Before I get into some technical details, here's a youtube video where you can see the OpenCL implementation of my detector in action:
Pretty neat, right? :) So what you just saw was an implementation of a detector based on the WaldBoost algorithm (a variant of AdaBoost) that had as its input a classifier trained for detecting frontal faces (and an awesome video of course) running on a GPU.
If you know anything about boosting algorithms, you'll know that one strong classifier is usually composed of lots of weak classifiers (which are usually very simple and computationally inexpensive functions) - in my case there are 1000 weak classifiers where each uses Local Binary Patterns to extract a feature from the input texture. Unfortunately such strong classifier is resolution dependent, and to be able to detect objects of various sizes in the input image, we need a pre-processing step.
During pre-processing we create a pyramid of images by gradually down-scaling the input (oh and we don't need colors, so we also convert it to greyscale). This way the detector can still detect only faces with resolution of 24x24, but using a mapping function we will know when it actually detected something in any of the downscaled versions of the image and there we have resolution independent detector. Interesting tidbit: it turned out that creating the pyramid texture by putting the downscaled images horizontally instead of vertically (which you can see on the image below) slightly improved performance of the detector - simply because the texture cache unit had higher hit ratio in such setup, but since the pyramid texture is approximately 3.6 times larger than the width of the original image, the detector wouldn't be able to process HD (1280x720) nor Full-HD (1920x1080) videos, because maximum texture size for OpenCL image is 4096 pixels (when using vertical layout though 1080 x 3.6 ~= 3900, so even Full-HD videos can be processed).
|Left - original image, right - pyramid of downscaled images (real pyramid texture also has the original on top)|
Once we have our pyramid image, it's divided into small blocks, which are processed by the GPU cores and each work item (or thread if you wish) in this block is evaluating the strong classifier at a particular window position of the pyramid image. Overall we'll evaluate every window position - think of every pixel. (in reality it's more complicated than that - the detector is using multiple kernels and each is evaluating only a part of the strong classifier - that's because WaldBoost can preliminary reject a window without evaluating all weak classifiers, so when a kernel finishes it just reduces the number of candidate windows and next kernel continues to evaluate only windows that survived the previous steps - this also ensures that we keep most of the work items in the work groups busy).
Once the detector finishes, we have a couple of window positions in the pyramid image and response value of the strong classifier in these windows, and these are sent back to the host.
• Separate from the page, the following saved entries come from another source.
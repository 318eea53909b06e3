// SPDX-FileCopyrightText: 2026 Sébastien Helleu <flashcode@flashtux.org>
//
// SPDX-License-Identifier: GPL-3.0-or-later

//! Diagnostic for localization files.

use std::{
    borrow::Cow,
    path::{Path, PathBuf},
};

use clap::ValueEnum;
use colored::Colorize;
use serde::{
    Serialize,
    ser::{SerializeStruct, Serializer},
};

use propexam::props::Malformed;

const HIGHLIGHT_COLOR: &str = "bright yellow";
const HIGHLIGHT_ON_COLOR: &str = "red";

#[derive(
    Debug, Default, Clone, Copy, PartialEq, Eq, Ord, PartialOrd, Hash, Serialize, ValueEnum,
)]
#[serde(rename_all = "lowercase")]
pub enum Severity {
    #[default]
    Info,
    Warning,
    Error,
}

#[derive(Debug, Default)]
pub struct DiagnosticLine {
    pub line_number: usize,
    pub message: String,
    pub highlights: Vec<(usize, usize)>,
}

#[derive(Debug, Default, Serialize)]
pub struct Diagnostic {
    pub path: PathBuf,
    pub rule: &'static str,
    pub severity: Severity,
    pub message: String,
    pub lines: Vec<DiagnosticLine>,
}

impl std::fmt::Display for Severity {
    /// Format the `Severity` as a colored string for display.
    fn fmt(&self, f: &mut std::fmt::Formatter) -> std::fmt::Result {
        let s = match self {
            Severity::Info => "info".cyan(),
            Severity::Warning => "warning".yellow(),
            Severity::Error => "error".bright_red().bold(),
        };
        write!(f, "{s}")
    }
}

/// Empty gutter, used for continuation lines of a multi-line text.
const GUTTER_EMPTY: &str = "        | ";

/// Separator displayed before and after the lines of a diagnostic.
const GUTTER_BAR: &str = "        |";

impl Serialize for DiagnosticLine {
    fn serialize<S>(&self, serializer: S) -> Result<S::Ok, S::Error>
    where
        S: Serializer,
    {
        // Highlights are stored as byte offsets, clients expect char offsets.
        let char_pos = |byte_pos: usize| self.message[..byte_pos].chars().count();
        let highlights: Vec<(usize, usize)> = self
            .highlights
            .iter()
            .map(|&(start, end)| (char_pos(start), char_pos(end)))
            .collect();
        let mut state = serializer.serialize_struct("DiagnosticLine", 3)?;
        state.serialize_field("line_number", &self.line_number)?;
        state.serialize_field("message", &self.message)?;
        state.serialize_field("highlights", &highlights)?;
        state.end()
    }
}

impl DiagnosticLine {
    /// Return the text with highlighted parts colored; a part overlapping the
    /// previous one is ignored.
    fn colored_text(&self) -> Cow<'_, str> {
        if self.highlights.is_empty() {
            return Cow::Borrowed(&self.message);
        }
        let mut out = String::with_capacity(self.message.len() * 2);
        let mut pos = 0;
        for &(start, end) in &self.highlights {
            if start < pos {
                continue;
            }
            out.push_str(&self.message[pos..start]);
            let part = self.message[start..end]
                .color(HIGHLIGHT_COLOR)
                .bold()
                .on_color(HIGHLIGHT_ON_COLOR);
            out.push_str(&part.to_string());
            pos = end;
        }
        out.push_str(&self.message[pos..]);
        Cow::Owned(out)
    }

    /// Return the line prefixed by a gutter with its number (no number if 0).
    fn to_gutter_string(&self) -> String {
        let gutter = if self.line_number > 0 {
            format!("{:7} | ", self.line_number)
        } else {
            GUTTER_EMPTY.to_string()
        };
        let mut out = gutter.cyan().to_string();
        for (idx, part) in self.colored_text().lines().enumerate() {
            if idx > 0 {
                out.push('\n');
                out.push_str(&GUTTER_EMPTY.cyan().to_string());
            }
            out.push_str(part);
        }
        out
    }
}

impl Diagnostic {
    /// Create a new `Diagnostic` with the given path, rule, severity, and message.
    pub fn new(path: &Path, rule: &'static str, severity: Severity, message: String) -> Self {
        Self {
            path: PathBuf::from(path),
            rule,
            severity,
            message,
            ..Default::default()
        }
    }

    /// Create a `syntax` diagnostic from a parser error, with the offending text.
    pub fn from_malformed(path: &Path, err: &Malformed) -> Self {
        let mut diagnostic =
            Diagnostic::new(path, "syntax", Severity::Error, err.reason.to_string());
        diagnostic.add_message(err.line_number, &err.text, &[]);
        diagnostic
    }

    pub fn add_message(&mut self, line: usize, message: &str, highlights: &[(usize, usize)]) {
        self.lines.push(DiagnosticLine {
            line_number: line,
            message: message.to_string(),
            highlights: highlights.to_vec(),
        });
    }

    /// Return the line numbers of the diagnostic (used to sort diagnostics).
    pub fn line_numbers(&self) -> Vec<usize> {
        self.lines.iter().map(|l| l.line_number).collect()
    }
}

impl std::fmt::Display for Diagnostic {
    /// Format the `Diagnostic` as `path:line: [severity:rule] message`, followed by
    /// the lines of the file involved.
    fn fmt(&self, f: &mut std::fmt::Formatter) -> std::fmt::Result {
        let location = self
            .lines
            .first()
            .map(|line| format!(":{}", line.line_number))
            .unwrap_or_default();
        write!(
            f,
            "{}{location}: [{}:{}] {}",
            self.path.display().to_string().white().bold(),
            self.severity,
            self.rule,
            self.message,
        )?;
        if self.lines.is_empty() {
            return writeln!(f);
        }
        let bar = GUTTER_BAR.cyan();
        write!(f, "\n{bar}")?;
        for line in &self.lines {
            write!(f, "\n{}", line.to_gutter_string())?;
        }
        writeln!(f, "\n{bar}")
    }
}

#[cfg(test)]
mod tests {
    use super::*;
    use propexam::props::Reason;

    #[test]
    fn test_from_malformed() {
        let err = Malformed::new(3, Reason::InvalidLine, "no equals sign");
        let diag = Diagnostic::from_malformed(Path::new("fr/app.properties"), &err);
        assert_eq!(diag.rule, "syntax");
        assert_eq!(diag.severity, Severity::Error);
        assert_eq!(diag.message, "invalid line");
        assert_eq!(diag.line_numbers(), vec![3]);
        assert_eq!(diag.lines[0].message, "no equals sign");
    }

    #[test]
    fn test_display() {
        colored::control::set_override(false);
        let mut diag = Diagnostic::new(
            Path::new("app.properties"),
            "escapes",
            Severity::Warning,
            "unknown escape sequence".to_string(),
        );
        diag.add_message(5, "key = a\\qb", &[(7, 9)]);
        assert_eq!(
            diag.to_string(),
            "app.properties:5: [warning:escapes] unknown escape sequence\n\
            \x20       |\n\
            \x20     5 | key = a\\qb\n\
            \x20       |\n"
        );
    }

    #[test]
    fn test_display_multiline_and_no_lines() {
        colored::control::set_override(false);
        let mut diag = Diagnostic::new(
            Path::new("app.properties"),
            "encoding",
            Severity::Error,
            "invalid characters for encoding UTF-8".to_string(),
        );
        assert_eq!(
            diag.to_string(),
            "app.properties: [error:encoding] invalid characters for encoding UTF-8\n"
        );
        diag.add_message(2, "first\nsecond", &[]);
        assert_eq!(
            diag.to_string(),
            "app.properties:2: [error:encoding] invalid characters for encoding UTF-8\n\
            \x20       |\n\
            \x20     2 | first\n\
            \x20       | second\n\
            \x20       |\n"
        );
    }

    #[test]
    fn test_serialize_highlights_as_chars() {
        let mut diag = Diagnostic::new(
            Path::new("app.properties"),
            "escapes",
            Severity::Warning,
            "unknown escape sequence".to_string(),
        );
        diag.add_message(1, "é = \\q", &[(5, 7)]);
        let json = serde_json::to_string(&diag).unwrap();
        assert!(json.contains(r#""severity":"warning""#));
        assert!(json.contains(r#""highlights":[[4,6]]"#));
    }
}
The CPU can then finish the detection (by simply thresholding the response values) and map the coordinates back to the input image. If you watched the video carefully you'd have noticed that there are multiple positive responses around a face, so this would be also a good place to do some post-processing and merge these. Plus there's a false detection from time to time, so again good place to get rid of them.
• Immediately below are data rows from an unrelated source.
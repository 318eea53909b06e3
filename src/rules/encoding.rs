// SPDX-FileCopyrightText: 2026 Sébastien Helleu <flashcode@flashtux.org>
//
// SPDX-License-Identifier: GPL-3.0-or-later

//! Implementation of the `encoding` rule: check incorrect encoding.

use crate::checker::Checker;
use crate::diagnostic::Severity;
use crate::rules::rule::RuleChecker;

pub struct EncodingRule {}

impl RuleChecker for EncodingRule {
    fn name(&self) -> &'static str {
        "encoding"
    }

    fn is_default(&self) -> bool {
        true
    }

    fn severity(&self) -> Severity {
        Severity::Error
    }

    /// Check for bytes that are invalid in the encoding of the file.
    ///
    /// The encoding is detected with the byte order mark, with a fallback to the
    /// encoding given on command line or in the configuration, then UTF-8.
    ///
    /// Wrong file (UTF-8 expected, Latin-1 byte for `é`):
    /// ```text
    /// tested = test\xe9
    /// ```
    ///
    /// Correct file:
    /// ```text
    /// tested = testé
    /// ```
    ///
    /// Diagnostics reported with severity [`error`](Severity::Error):
    /// - `invalid characters for encoding xxx`
    fn check_file(&self, checker: &mut Checker) {
        if checker.encoding_error() {
            checker.report_file(format!(
                "invalid characters for encoding {}",
                checker.encoding_name()
            ));
        }
    }
}

#[cfg(test)]
mod tests {
    use super::*;
    use crate::{diagnostic::Diagnostic, rules::rule::Rules};

    fn check_encoding(content: &[u8]) -> Vec<Diagnostic> {
        let rules = Rules::new(vec![Box::new(EncodingRule {})]);
        let mut checker = Checker::new(content, &rules);
        checker.do_all_checks();
        checker.diagnostics
    }

    #[test]
    fn test_encoding_ok() {
        let diags = check_encoding("tested = testé\n".as_bytes());
        assert!(diags.is_empty());
    }

    #[test]
    fn test_encoding_latin1() {
        let rules = Rules::new(vec![Box::new(EncodingRule {})]);
        let mut checker = Checker::new(b"tested = test\xe9\n", &rules)
            .with_encoding(Some(encoding_rs::WINDOWS_1252));
        checker.do_all_checks();
        assert!(checker.diagnostics.is_empty());
    }

    #[test]
    fn test_encoding_error() {
        let diags = check_encoding(b"tested = test\xe9\n");
        assert_eq!(diags.len(), 1);
        let diag = &diags[0];
        assert_eq!(diag.severity, Severity::Error);
        assert_eq!(diag.message, "invalid characters for encoding UTF-8");
        assert!(diag.lines.is_empty());
    }
}
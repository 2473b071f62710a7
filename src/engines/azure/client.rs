use std::ops::{Deref, DerefMut};

use async_trait::async_trait;
use serde::Deserialize;

/// Output format requested from the service.
pub const DEFAULT_OUTPUT_FORMAT: &str = "audio-16khz-128kbitrate-mono-mp3";

/// Duration ticks per second (the service reports 100-nanosecond ticks).
pub const TICKS_PER_SECOND: u64 = 10_000_000;

/// Duration ticks per millisecond.
pub const TICKS_PER_MS: f64 = 10_000.0;

const SUBSCRIPTION_KEY_HEADER: &str = "Ocp-Apim-Subscription-Key";
const OUTPUT_FORMAT_HEADER: &str = "X-Microsoft-OutputFormat";
const SSML_CONTENT_TYPE: &str = "application/ssml+xml";
const USER_AGENT: &str = concat!("azure-tts-rs/", env!("CARGO_PKG_VERSION"));
const FALLBACK_BITRATE_BPS: u64 = 128_000;

#[derive(thiserror::Error, Debug)]
pub enum AzureError {
    #[error(
        "Speech service not configured. Set AZURE_SPEECH_KEY \
         (and optionally AZURE_SPEECH_REGION)."
    )]
    NotConfigured,
    #[error("{0}")]
    Remote(String),
    #[error("Synthesis failed")]
    SynthesisFailed,
    #[error("Invalid request: {0}")]
    InvalidRequest(String),
    #[error("I/O error: {0}")]
    Io(#[from] std::io::Error),
}

/// Credentials and output settings for one region.
#[derive(Debug, Clone, PartialEq, Eq)]
pub struct SpeechConfig {
    pub subscription_key: String,
    pub region: String,
    pub output_format: String,
}

impl SpeechConfig {
    fn host(&self) -> String {
        format!("https://{}.tts.speech.microsoft.com", self.region)
    }

    pub fn voices_url(&self) -> String {
        format!("{}/cognitiveservices/voices/list", self.host())
    }

    pub fn synthesis_url(&self) -> String {
        format!("{}/cognitiveservices/v1", self.host())
    }
}

/// A voice as listed by the service.
#[derive(Debug, Clone, PartialEq, Deserialize)]
#[serde(rename_all = "PascalCase")]
pub struct RemoteVoice {
    pub name: String,
    pub display_name: String,
    pub short_name: String,
    pub gender: String,
    pub locale: String,
    #[serde(default)]
    pub locale_name: String,
    #[serde(default)]
    pub style_list: Option<Vec<String>>,
    pub voice_type: String,
}

impl RemoteVoice {
    pub fn is_neural(&self) -> bool {
        self.voice_type == "Neural"
    }

    pub fn has_styles(&self) -> bool {
        self.style_list.as_ref().is_some_and(|s| !s.is_empty())
    }
}

/// Outcome of a voice-list call. `error_details` is set when the service
/// answered with an error instead of a list.
#[derive(Debug, Clone, Default, PartialEq)]
pub struct VoicesResult {
    pub voices: Vec<RemoteVoice>,
    pub error_details: Option<String>,
}

#[derive(Debug, Clone, Copy, PartialEq, Eq)]
pub enum ResultReason {
    SynthesizingAudioCompleted,
    Canceled,
    Unknown,
}

/// Outcome of a synthesis call as reported by the service.
#[derive(Debug, Clone, PartialEq)]
pub struct RemoteSynthesisResult {
    pub reason: ResultReason,
    pub audio: Vec<u8>,
    /// Audio duration in 100-nanosecond ticks
    pub audio_duration_ticks: u64,
    pub error_details: Option<String>,
}

/// A connection-level handle to the service. Must be closed after use.
///
/// `Err` values from the async calls are transport failures; service-level
/// errors are carried inside the returned results.
#[async_trait]
pub trait Synthesizer: Send {
    async fn get_voices(&mut self) -> Result<VoicesResult, String>;

    async fn speak_ssml(&mut self, ssml: &str) -> Result<RemoteSynthesisResult, String>;

    fn close(&mut self);
}

/// Factory for synthesizer handles. Substitute this to run without a network.
pub trait SpeechBackend: Send + Sync {
    fn create_synthesizer(&self, config: &SpeechConfig) -> Box<dyn Synthesizer>;
}

/// Owns a synthesizer for the duration of one call and closes it on drop,
/// so every exit path releases the handle.
pub struct ScopedSynthesizer {
    inner: Box<dyn Synthesizer>,
}

impl ScopedSynthesizer {
    pub fn open(backend: &dyn SpeechBackend, config: &SpeechConfig) -> Self {
        log::debug!("Opening synthesizer for region {}", config.region);
        Self {
            inner: backend.create_synthesizer(config),
        }
    }
}

impl Deref for ScopedSynthesizer {
    type Target = dyn Synthesizer;

    fn deref(&self) -> &Self::Target {
        self.inner.as_ref()
    }
}

impl DerefMut for ScopedSynthesizer {
    fn deref_mut(&mut self) -> &mut Self::Target {
        self.inner.as_mut()
    }
}

impl Drop for ScopedSynthesizer {
    fn drop(&mut self) {
        self.inner.close();
        log::debug!("Synthesizer closed");
    }
}

/// Convert service duration ticks to milliseconds.
pub fn ticks_to_ms(ticks: u64) -> f64 {
    ticks as f64 / TICKS_PER_MS
}

/// Parse the bitrate out of an output format name such as
/// `audio-16khz-128kbitrate-mono-mp3`.
pub fn bitrate_bps(output_format: &str) -> Option<u64> {
    output_format
        .split('-')
        .find_map(|part| part.strip_suffix("kbitrate"))
        .and_then(|kbps| kbps.parse::<u64>().ok())
        .filter(|&kbps| kbps > 0)
        .map(|kbps| kbps * 1000)
}

/// Estimate the duration of constant-bitrate audio in ticks.
pub fn estimate_duration_ticks(audio_len: usize, output_format: &str) -> u64 {
    let bps = bitrate_bps(output_format).unwrap_or(FALLBACK_BITRATE_BPS);
    audio_len as u64 * 8 * TICKS_PER_SECOND / bps
}

/// Backend that talks to the Azure Speech REST endpoints.
#[derive(Debug, Clone, Default)]
pub struct RestBackend {
    http: reqwest::Client,
}

impl RestBackend {
    pub fn new() -> Self {
        Self::default()
    }

    /// Use a preconfigured HTTP client (proxies, timeouts).
    pub fn with_client(http: reqwest::Client) -> Self {
        Self { http }
    }
}

impl SpeechBackend for RestBackend {
    fn create_synthesizer(&self, config: &SpeechConfig) -> Box<dyn Synthesizer> {
        Box::new(RestSynthesizer {
            http: Some(self.http.clone()),
            config: config.clone(),
        })
    }
}

struct RestSynthesizer {
    http: Option<reqwest::Client>,
    config: SpeechConfig,
}

impl RestSynthesizer {
    fn http(&self) -> Result<&reqwest::Client, String> {
        self.http
            .as_ref()
            .ok_or_else(|| "Synthesizer already closed".to_string())
    }
}

/// Error text for a non-success status, e.g. `"HTTP 401: Unauthorized"`.
fn http_error_details(status: u16, body: &[u8]) -> String {
    let body = String::from_utf8_lossy(body);
    let body = body.trim();
    if body.is_empty() {
        format!("HTTP {status}")
    } else {
        format!("HTTP {status}: {body}")
    }
}

/// Map a voice-list response onto a [`VoicesResult`].
///
/// A non-success status is a service error; a success body that is not a
/// voice list is a transport failure.
pub(crate) fn voices_from_response(status: u16, body: &[u8]) -> Result<VoicesResult, String> {
    if !(200..300).contains(&status) {
        return Ok(VoicesResult {
            voices: Vec::new(),
            error_details: Some(http_error_details(status, body)),
        });
    }

    let voices = serde_json::from_slice::<Vec<RemoteVoice>>(body).map_err(|e| {
        format!(
            "Failed to parse voice list: {e} (body: {})",
            String::from_utf8_lossy(body).chars().take(200).collect::<String>()
        )
    })?;
    Ok(VoicesResult {
        voices,
        error_details: None,
    })
}

/// Map a synthesis response onto a [`RemoteSynthesisResult`].
pub(crate) fn speech_from_response(
    status: u16,
    body: Vec<u8>,
    output_format: &str,
) -> RemoteSynthesisResult {
    if !(200..300).contains(&status) {
        return RemoteSynthesisResult {
            reason: ResultReason::Canceled,
            audio: Vec::new(),
            audio_duration_ticks: 0,
            error_details: Some(http_error_details(status, &body)),
        };
    }

    if body.is_empty() {
        log::warn!("Service returned success with an empty audio body");
        return RemoteSynthesisResult {
            reason: ResultReason::Unknown,
            audio: body,
            audio_duration_ticks: 0,
            error_details: None,
        };
    }

    let audio_duration_ticks = estimate_duration_ticks(body.len(), output_format);
    RemoteSynthesisResult {
        reason: ResultReason::SynthesizingAudioCompleted,
        audio: body,
        audio_duration_ticks,
        error_details: None,
    }
}

#[async_trait]
impl Synthesizer for RestSynthesizer {
    async fn get_voices(&mut self) -> Result<VoicesResult, String> {
        let response = self
            .http()?
            .get(self.config.voices_url())
            .header(SUBSCRIPTION_KEY_HEADER, &self.config.subscription_key)
            .header(reqwest::header::USER_AGENT, USER_AGENT)
            .send()
            .await
            .map_err(|e| e.to_string())?;

        let status = response.status().as_u16();
        let body = response.bytes().await.map_err(|e| e.to_string())?;
        let result = voices_from_response(status, &body)?;
        if result.error_details.is_none() {
            log::info!(
                "Fetched {} voices from {}",
                result.voices.len(),
                self.config.region
            );
        }
        Ok(result)
    }

    async fn speak_ssml(&mut self, ssml: &str) -> Result<RemoteSynthesisResult, String> {
        let response = self
            .http()?
            .post(self.config.synthesis_url())
            .header(SUBSCRIPTION_KEY_HEADER, &self.config.subscription_key)
            .header(OUTPUT_FORMAT_HEADER, &self.config.output_format)
            .header(reqwest::header::CONTENT_TYPE, SSML_CONTENT_TYPE)
            .header(reqwest::header::USER_AGENT, USER_AGENT)
            .body(ssml.to_owned())
            .send()
            .await
            .map_err(|e| e.to_string())?;

        let status = response.status().as_u16();
        let body = response.bytes().await.map_err(|e| e.to_string())?.to_vec();
        Ok(speech_from_response(status, body, &self.config.output_format))
    }

    fn close(&mut self) {
        self.http = None;
    }
}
You're surely asking how does this compare to a pure CPU implementation and as you can imagine having to evaluate every window position in the pyramid image is very costly and even optimized SSE implementations can't get close to performance of a GPU (even though you need to copy a lot of data between the host and the GPU). So a simple graph to answer that (note the logarithmic scale):
|Processed video frames per second (CPU: Core2 Duo E8200 @ 2.66GHz; GPU: GeForce GTX 285 - driver ver 270)|
Grab the code branch from Launchpad (bzr branch lp:~mhr3/+junk/ocl-detector), or get the tarball (the only dependencies are glib, opencv plus libOpenCL.so somewhere where the linker can find it). Run it with `./oclDetector -s CAM` (and if that doesn't seem to detect anything try `./oclDetector -r -20 -s CAM`).